PROBLEM TO WORK ON >> Print the listing once more, exactly as it stands.

INFORMATION SUPPLIED >>
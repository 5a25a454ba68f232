// SPDX-License-Identifier: AGPL-3.0-or-later
// Copyright (c) 2025 Gridbase

use async_trait::async_trait;

use crate::{CacheScope, Result};

/// The persistent metadata store boundary.
///
/// The catalog never bypasses this for the first read of any entity; it
/// only bypasses it on cache hits. Implementations live outside the engine
/// (the real one is backed by the meta database; tests use an in-memory
/// fake).
#[async_trait]
pub trait MetaStore: Send + Sync {
	async fn fetch(&self, scope: CacheScope, key: &str) -> Result<Option<serde_json::Value>>;

	/// All entries of `scope` belonging to `parent` (for example every
	/// column row of one table).
	async fn fetch_children(&self, scope: CacheScope, parent: &str) -> Result<Vec<serde_json::Value>>;

	async fn insert(&self, scope: CacheScope, key: &str, value: serde_json::Value) -> Result<()>;

	async fn update(&self, scope: CacheScope, key: &str, value: serde_json::Value) -> Result<()>;

	async fn remove(&self, scope: CacheScope, key: &str) -> Result<()>;
}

WRITTEN RESPONSE >>
repository 5a25a454ba68f232
// SPDX-License-Identifier: AGPL-3.0-or-later
// Copyright (c) 2025 Gridbase

use async_trait::async_trait;

use crate::{CacheScope, Result};

/// The persistent metadata store boundary.
///
/// The catalog never bypasses this for the first read of any entity; it
/// only bypasses it on cache hits. Implementations live outside the engine
/// (the real one is backed by the meta database; tests use an in-memory
/// fake).
#[async_trait]
pub trait MetaStore: Send + Sync {
	async fn fetch(&self, scope: CacheScope, key: &str) -> Result<Option<serde_json::Value>>;

	/// All entries of `scope` belonging to `parent` (for example every
	/// column row of one table).
	async fn fetch_children(&self, scope: CacheScope, parent: &str) -> Result<Vec<serde_json::Value>>;

	async fn insert(&self, scope: CacheScope, key: &str, value: serde_json::Value) -> Result<()>;

	async fn update(&self, scope: CacheScope, key: &str, value: serde_json::Value) -> Result<()>;

	async fn remove(&self, scope: CacheScope, key: &str) -> Result<()>;
}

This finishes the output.